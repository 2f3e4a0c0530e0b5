use chrono::{DateTime, DurationRound, Utc};

use crate::model::TimeRange;

/// Truncates a timestamp to its bucket boundary: start of hour for the
/// hourly range, start of day otherwise. Idempotent.
pub fn truncate(timestamp: DateTime<Utc>, range: TimeRange) -> DateTime<Utc> {
    // Durations here are positive and sub-day, so rounding cannot fail.
    timestamp
        .duration_trunc(range.granularity())
        .unwrap_or(timestamp)
}

/// Canonical key text for one aligned time slot. An event and a bucket are
/// associated iff their truncated timestamps render the same key.
pub fn bucket_key(timestamp: DateTime<Utc>, range: TimeRange) -> String {
    let truncated = truncate(timestamp, range);
    if range.hourly() {
        truncated.format("%Y-%m-%d %H:%M").to_string()
    } else {
        truncated.format("%Y-%m-%d").to_string()
    }
}

/// Generates the dense bucket sequence spanning the lookback window up to
/// `now`. Exactly `range.bucket_count()` keys, chronologically ordered, the
/// last one being `truncate(now)` (the current partial slot is included).
pub fn generate_buckets(range: TimeRange, now: DateTime<Utc>) -> Vec<String> {
    let granularity = range.granularity();
    let mut cursor = truncate(now - range.lookback(), range);
    let mut keys = Vec::with_capacity(range.bucket_count());

    while keys.len() < range.bucket_count() {
        cursor += granularity;
        keys.push(bucket_key(cursor, range));
    }

    keys
}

========================================

Brief: Work out how many lines in the material contain the string "hourly", then write that number and nothing more.

Solved problem: 2